Exploration of a Darwin hub follows the release of a CSIRO CO2 Utilisation Roadmap last month. Sponsored by federal and state governments, industry groups and fossil fuel giants, the roadmap outlines ways to build out CCUS technologies to support new industries and reduce carbon emissions.
Dr Ross told InnovationAus the technology is proven and there are exciting business models being used in European CCUS hubs, with several more projects active around the world.
“It’s something of the order of 25 million tonnes of CO2 per annum already being stored, [and] many, many more projects in various stages of development.
“I think it’s a proven technology… I think it’s a common misconception that it’s an unproven technology,” Dr Ross said.
The CSIRO scientist said all emissions reduction options need to be explored and CCUS is shaping as an important tool in achieving net zero emissions.
But other experts disagree strongly and hold little hope for a viable facility in Australia.
University of Queensland professor in economics and climate change expert John Quiggin said over the last 10 years Australia alone has poured around $2 billion into CCUS research and projects that have “gone nowhere”.
“We’ve put a lot of effort into [CCUS] and proved in most applications it’s just prohibitively expensive. And there doesn’t seem to be any real prospect that that’s going to change,” he said.

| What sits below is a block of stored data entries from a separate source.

use chrono::NaiveDate;
use serde::{Deserialize, Serialize};
use std::fmt;

/// Literal stored for a missing `crime_type` or `outcome_type`.
pub const UNKNOWN_CATEGORY: &str = "Unknown";

/// Highest age bucket in the census extracts (`f0..=f90`, `m0..=m90`).
pub const MAX_AGE_BUCKET: usize = 90;

/// Number of per-age-per-sex census buckets.
pub const BUCKET_COUNT: usize = 2 * (MAX_AGE_BUCKET + 1);

pub const CRIME_COLUMNS: [&str; 12] = [
    "crime_id",
    "month",
    "reported_by",
    "falls_within",
    "longitude",
    "latitude",
    "location",
    "lsoa_code",
    "lsoa_name",
    "crime_type",
    "outcome_type",
    "context",
];

pub const CENSUS_KEY_COLUMNS: [&str; 6] = [
    "year",
    "lad_code",
    "lad_name",
    "lsoa_code",
    "lsoa_name",
    "total",
];

/// Destination tables owned by the pipeline.
#[derive(Debug, Clone, Copy, PartialEq, Eq, Hash, Serialize, Deserialize)]
pub enum Table {
    CrimeRecords,
    CensusDemographics,
}

impl Table {
    pub fn name(&self) -> &'static str {
        match self {
            Table::CrimeRecords => "crime_records",
            Table::CensusDemographics => "census_demographics",
        }
    }

    /// Canonical column list, in storage order, excluding the surrogate id.
    pub fn columns(&self) -> Vec<String> {
        match self {
            Table::CrimeRecords => CRIME_COLUMNS.iter().map(|c| c.to_string()).collect(),
            Table::CensusDemographics => census_columns(),
        }
    }
}

impl fmt::Display for Table {
    fn fmt(&self, f: &mut fmt::Formatter<'_>) -> fmt::Result {
        f.write_str(self.name())
    }
}

/// `f0..f90` followed by `m0..m90`.
pub fn bucket_columns() -> Vec<String> {
    let females = (0..=MAX_AGE_BUCKET).map(|age| format!("f{}", age));
    let males = (0..=MAX_AGE_BUCKET).map(|age| format!("m{}", age));
    females.chain(males).collect()
}

pub fn census_columns() -> Vec<String> {
    CENSUS_KEY_COLUMNS
        .iter()
        .map(|c| c.to_string())
        .chain(bucket_columns())
        .collect()
}

/// One cleaned street-level crime row.
///
/// Field order matches `CRIME_COLUMNS`; the staging CSV is serialized straight
/// from this struct.
#[derive(Debug, Clone, PartialEq, Serialize, Deserialize)]
pub struct CrimeRecord {
    pub crime_id: Option<String>,
    pub month: NaiveDate,
    pub reported_by: Option<String>,
    pub falls_within: Option<String>,
    pub longitude: f64,
    pub latitude: f64,
    pub location: Option<String>,
    pub lsoa_code: Option<String>,
    pub lsoa_name: Option<String>,
    pub crime_type: String,
    pub outcome_type: String,
    pub context: Option<String>,
}

/// Hashable identity of a crime row; floats compare by bit pattern.
#[derive(Debug, Clone, PartialEq, Eq, Hash)]
pub(crate) struct CrimeRowKey {
    text: [Option<String>; 9],
    month: NaiveDate,
    longitude: u64,
    latitude: u64,
}

impl CrimeRecord {
    pub(crate) fn row_key(&self) -> CrimeRowKey {
        CrimeRowKey {
            text: [
                self.crime_id.clone(),
                self.reported_by.clone(),
                self.falls_within.clone(),
                self.location.clone(),
                self.lsoa_code.clone(),
                self.lsoa_name.clone(),
                Some(self.crime_type.clone()),
                Some(self.outcome_type.clone()),
                self.context.clone(),
            ],
            month: self.month,
            longitude: self.longitude.to_bits(),
            latitude: self.latitude.to_bits(),
        }
    }
}

/// One cleaned census row for a single LSOA and year.
#[derive(Debug, Clone, PartialEq, Eq, Hash, Serialize, Deserialize)]
pub struct CensusRecord {
    pub year: i32,
    pub lad_code: Option<String>,
    pub lad_name: Option<String>,
    pub lsoa_code: Option<String>,
    pub lsoa_name: Option<String>,
    pub total: i64,
    /// Female buckets `f0..=f90` then male buckets `m0..=m90`.
    pub buckets: Vec<i64>,
}

impl CensusRecord {
    /// Count for a bucket column such as `"f45"` or `"m0"`.
    pub fn bucket(&self, column: &str) -> Option<i64> {
        let mut chars = column.chars();
        let sex = chars.next()?;
        let age: usize = chars.as_str().parse().ok()?;
        if age > MAX_AGE_BUCKET {
            return None;
        }
        let offset = match sex {
            'f' => 0,
            'm' => MAX_AGE_BUCKET + 1,
            _ => return None,
        };
        self.buckets.get(offset + age).copied()
    }
}
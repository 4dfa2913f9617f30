use crate::config::{DestinationConfig, LoadStrategy};
use crate::error::{ConnectionError, LoadError, ReadError};
use crate::models::{bucket_columns, CensusRecord, CrimeRecord, Table, BUCKET_COUNT};
use chrono::NaiveDate;
use duckdb::types::Value;
use duckdb::{params_from_iter, Connection, Transaction};
use std::io;
use std::path::Path;
use tempfile::NamedTempFile;

/// A row type that can be written into one destination table.
pub trait TableRecord {
    const TABLE: Table;

    /// Cells in `Table::columns` order, for row inserts.
    fn sql_values(&self) -> Vec<Value>;

    /// Append this row to a staging CSV whose header is `Table::columns`.
    fn write_staging<W: io::Write>(&self, writer: &mut csv::Writer<W>) -> csv::Result<()>;
}

fn text(value: &Option<String>) -> Value {
    match value {
        Some(v) => Value::Text(v.clone()),
        None => Value::Null,
    }
}

impl TableRecord for CrimeRecord {
    const TABLE: Table = Table::CrimeRecords;

    fn sql_values(&self) -> Vec<Value> {
        vec![
            text(&self.crime_id),
            Value::Text(self.month.format("%Y-%m-%d").to_string()),
            text(&self.reported_by),
            text(&self.falls_within),
            Value::Double(self.longitude),
            Value::Double(self.latitude),
            text(&self.location),
            text(&self.lsoa_code),
            text(&self.lsoa_name),
            Value::Text(self.crime_type.clone()),
            Value::Text(self.outcome_type.clone()),
            text(&self.context),
        ]
    }

    fn write_staging<W: io::Write>(&self, writer: &mut csv::Writer<W>) -> csv::Result<()> {
        writer.serialize(self)
    }
}

impl TableRecord for CensusRecord {
    const TABLE: Table = Table::CensusDemographics;

    fn sql_values(&self) -> Vec<Value> {
        let mut values = vec![
            Value::Int(self.year),
            text(&self.lad_code),
            text(&self.lad_name),
            text(&self.lsoa_code),
            text(&self.lsoa_name),
            Value::BigInt(self.total),
        ];
        values.extend(self.buckets.iter().map(|count| Value::BigInt(*count)));
        values
    }

    fn write_staging<W: io::Write>(&self, writer: &mut csv::Writer<W>) -> csv::Result<()> {
        let opt = |v: &Option<String>| v.clone().unwrap_or_default();
        let mut fields = vec![
            self.year.to_string(),
            opt(&self.lad_code),
            opt(&self.lad_name),
            opt(&self.lsoa_code),
            opt(&self.lsoa_name),
            self.total.to_string(),
        ];
        fields.extend(self.buckets.iter().map(|count| count.to_string()));
        writer.write_record(&fields)
    }
}

fn sequence_name(table: Table) -> Option<&'static str> {
    match table {
        Table::CrimeRecords => Some("crime_records_id_seq"),
        Table::CensusDemographics => None,
    }
}

fn create_sql(table: Table) -> String {
    match table {
        Table::CrimeRecords => "CREATE SEQUENCE IF NOT EXISTS crime_records_id_seq START 1;
            CREATE TABLE IF NOT EXISTS crime_records (
                id BIGINT PRIMARY KEY DEFAULT nextval('crime_records_id_seq'),
                crime_id VARCHAR,
                month DATE NOT NULL,
                reported_by VARCHAR,
                falls_within VARCHAR,
                longitude DOUBLE NOT NULL,
                latitude DOUBLE NOT NULL,
                location VARCHAR,
                lsoa_code VARCHAR,
                lsoa_name VARCHAR,
                crime_type VARCHAR NOT NULL,
                outcome_type VARCHAR NOT NULL,
                context VARCHAR
            );"
        .to_string(),
        Table::CensusDemographics => {
            let buckets: Vec<String> = bucket_columns()
                .iter()
                .map(|c| format!("{} BIGINT NOT NULL DEFAULT 0", c))
                .collect();
            format!(
                "CREATE TABLE IF NOT EXISTS census_demographics (
                    year INTEGER NOT NULL,
                    lad_code VARCHAR,
                    lad_name VARCHAR,
                    lsoa_code VARCHAR,
                    lsoa_name VARCHAR,
                    total BIGINT NOT NULL DEFAULT 0,
                    {}
                );",
                buckets.join(",\n")
            )
        }
    }
}
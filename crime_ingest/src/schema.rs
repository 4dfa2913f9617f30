use crate::error::NormalizeError;
use crate::models::{bucket_columns, CRIME_COLUMNS};
use crate::reader::RawBatch;
use std::collections::HashMap;

/// Rows aligned to a canonical column list. Cells are still raw strings; the
/// cleaner does the type coercion.
#[derive(Debug, Clone, PartialEq, Default)]
pub struct Frame {
    pub columns: Vec<String>,
    pub rows: Vec<Vec<Option<String>>>,
}

impl Frame {
    pub fn column_index(&self, name: &str) -> Option<usize> {
        self.columns.iter().position(|c| c == name)
    }

    pub fn height(&self) -> usize {
        self.rows.len()
    }
}

#[derive(Debug, Clone, PartialEq)]
enum ColumnDefault {
    /// Absent column becomes all-missing.
    Missing,
    /// Absent column is filled with this value.
    Fill(String),
    /// Column always takes this value, present or not.
    Derived(String),
}

/// Where a canonical cell comes from.
enum Source {
    Column(usize),
    Value(Option<String>),
}

/// Lowercase snake-case form of a source header label.
pub fn normalize_label(label: &str) -> String {
    label.trim().to_lowercase().replace(' ', "_")
}

/// Synonyms in crime extracts, keyed by normalized label.
pub fn crime_renames() -> HashMap<String, String> {
    HashMap::from([(
        "last_outcome_category".to_string(),
        "outcome_type".to_string(),
    )])
}

/// Year-keyed census headers ("LAD 2011 Code" and friends) for one census year.
pub fn census_renames(year: i32) -> HashMap<String, String> {
    [
        ("LAD {} Code", "lad_code"),
        ("LAD {} Name", "lad_name"),
        ("LSOA {} Code", "lsoa_code"),
        ("LSOA {} Name", "lsoa_name"),
    ]
    .iter()
    .map(|(template, canonical)| {
        let label = template.replace("{}", &year.to_string());
        (normalize_label(&label), canonical.to_string())
    })
    .collect()
}

/// Census year from an extract's file name: the leading four characters when
/// they are digits, otherwise the first standalone four-digit year.
pub fn year_from_file_name(file_name: &str) -> Result<i32, NormalizeError> {
    if let Some(prefix) = file_name.get(..4) {
        if prefix.chars().all(|c| c.is_ascii_digit()) {
            if let Ok(year) = prefix.parse() {
                return Ok(year);
            }
        }
    }

    file_name
        .split(|c: char| !c.is_ascii_digit())
        .filter(|run| run.len() == 4)
        .filter_map(|run| run.parse::<i32>().ok())
        .find(|year| (1900..=2100).contains(year))
        .ok_or_else(|| NormalizeError::MissingYear(file_name.to_string()))
}

/// Maps a raw batch onto one canonical column list.
#[derive(Debug, Clone)]
pub struct SchemaNormalizer {
    renames: HashMap<String, String>,
    columns: Vec<(String, ColumnDefault)>,
}

impl SchemaNormalizer {
    pub fn crime() -> Self {
        Self {
            renames: crime_renames(),
            columns: CRIME_COLUMNS
                .iter()
                .map(|c| (c.to_string(), ColumnDefault::Missing))
                .collect(),
        }
    }

    pub fn census(year: i32) -> Self {
        let mut columns = vec![
            ("year".to_string(), ColumnDefault::Derived(year.to_string())),
            ("lad_code".to_string(), ColumnDefault::Missing),
            ("lad_name".to_string(), ColumnDefault::Missing),
            ("lsoa_code".to_string(), ColumnDefault::Missing),
            ("lsoa_name".to_string(), ColumnDefault::Missing),
            ("total".to_string(), ColumnDefault::Fill("0".to_string())),
        ];
        columns.extend(
            bucket_columns()
                .into_iter()
                .map(|c| (c, ColumnDefault::Fill("0".to_string()))),
        );

        Self {
            renames: census_renames(year),
            columns,
        }
    }

    pub fn columns(&self) -> impl Iterator<Item = &str> {
        self.columns.iter().map(|(name, _)| name.as_str())
    }

    /// Canonical name a source label ends up with.
    pub fn canonical_label(&self, label: &str) -> String {
        let label = normalize_label(label);
        match self.renames.get(&label) {
            Some(renamed) => renamed.clone(),
            None => label,
        }
    }

    pub fn normalize(&self, raw: RawBatch) -> Frame {
        // Rename before defaults so a synonym is never shadowed by an injected column.
        let labels: Vec<String> = raw.columns.iter().map(|c| self.canonical_label(c)).collect();

        let mut positions: HashMap<&str, usize> = HashMap::new();
        for (idx, label) in labels.iter().enumerate() {
            if positions.contains_key(label.as_str()) {
                log::debug!("Ignoring repeated column {:?} at position {}", label, idx);
                continue;
            }
            positions.insert(label.as_str(), idx);
        }

        let plan: Vec<Source> = self
            .columns
            .iter()
            .map(|(name, default)| match (default, positions.get(name.as_str())) {
                (ColumnDefault::Derived(value), _) => Source::Value(Some(value.clone())),
                (_, Some(&idx)) => Source::Column(idx),
                (ColumnDefault::Fill(value), None) => {
                    log::debug!("Column {} absent, filling with {:?}", name, value);
                    Source::Value(Some(value.clone()))
                }
                (ColumnDefault::Missing, None) => {
                    log::debug!("Column {} absent, filling with missing", name);
                    Source::Value(None)
                }
            })
            .collect();

        let rows = raw
            .rows
            .into_iter()
            .map(|mut row| {
                plan.iter()
                    .map(|source| match source {
                        Source::Column(idx) => row.get_mut(*idx).and_then(Option::take),
                        Source::Value(value) => value.clone(),
                    })
                    .collect()
            })
            .collect();

        Frame {
            columns: self.columns().map(str::to_string).collect(),
            rows,
        }
    }
}
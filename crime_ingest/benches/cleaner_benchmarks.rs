use criterion::{black_box, criterion_group, criterion_main, Criterion};
use crime_ingest::reader::RawBatch;
use crime_ingest::schema::{Frame, SchemaNormalizer};
use crime_ingest::clean_crime;

fn street_batch(rows: usize) -> RawBatch {
    let columns = [
        "Crime ID", "Month", "Reported by", "Falls within", "Longitude", "Latitude",
        "Location", "LSOA code", "LSOA name", "Crime type", "Last outcome category", "Context",
    ];

    let rows = (0..rows)
        .map(|i| {
            // Every tenth row has no coordinates, every fifth is a repeat
            let id = if i % 5 == 0 { 0 } else { i };
            let longitude = if i % 10 == 3 {
                None
            } else {
                Some(format!("{:.4}", -0.1 - (i % 97) as f64 / 1000.0))
            };
            vec![
                Some(format!("id{}", id)),
                Some(format!("2021-{:02}", i % 12 + 1)),
                Some("Metropolitan Police Service".to_string()),
                Some("Metropolitan Police Service".to_string()),
                longitude,
                Some("51.5072".to_string()),
                Some("On or near Whitehall".to_string()),
                Some("E01004736".to_string()),
                Some("Westminster 018A".to_string()),
                Some("Burglary".to_string()),
                None,
                None,
            ]
        })
        .collect();

    RawBatch {
        columns: columns.iter().map(|c| c.to_string()).collect(),
        rows,
    }
}

fn benchmark_normalize(c: &mut Criterion) {
    let batch = street_batch(10_000);
    let normalizer = SchemaNormalizer::crime();

    c.bench_function("normalize_street_10k", |b| {
        b.iter(|| {
            let _frame = black_box(normalizer.normalize(batch.clone()));
        });
    });
}

fn benchmark_clean(c: &mut Criterion) {
    let frame: Frame = SchemaNormalizer::crime().normalize(street_batch(10_000));

    c.bench_function("clean_street_10k", |b| {
        b.iter(|| {
            let _cleaned = black_box(clean_crime(frame.clone()));
        });
    });
}

criterion_group!(benches, benchmark_normalize, benchmark_clean);
criterion_main!(benches);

Professor Quiggin points to the struggles of Chevron’s Gorgon liquified natural gas project, which includes the world’s largest carbon capture storage facility on an island off Western Australia.
It has received $60 million in federal funding but has faced delays and operational problems, and this year fell short of the carbon dioxide storage targets it promised regulators.
Dr Ross said the potential Norther Territory hub would not necessarily rely on a single company to store the CO2 as Chevron does at the Gorgon facility. Multiple parties and storage options could help mitigate risk and lower costs, he said.
“It’s likely to be much more collaborative in scope. CO2 emission reductions is a cost. And so, where you can get to that economy of scale, where you can collaborate to reduce those costs, that’s to the benefit of all.”
Dr Ross explained the potential Darwin hub could take CO2 from existing Northern Territory LNG facilities but could also one day support a new low emission industrial sector and store CO2 from high emissions products like petrochemicals and steel where abatement is difficult.
“Some of those processes are quite hard to decarbonise,” Dr Ross told InnovationAus.
“Also, you can use the carbon dioxide [captured] to generate [new] products as well.”
Professor Quiggin, who resigned from the Climate Change Authority in 2017 because the Coalition government had repeatedly refused to accept the independent authority’s advice on climate change, said he is worried the Darwin hub would be little more than a “fig leaf” to cover the government’s planned expansion of gas.
“Obviously this is a hugely controversial thing [within the Coalition government] and they’re trying, on the one hand, to bring some people along from total denialism.
“And on the other hand, trying to stave off the pressure to properly decarbonise. In that sense, [carbon capture and storage] serves as ‘we can have our cake and eat it too,’” Professor Quiggin said.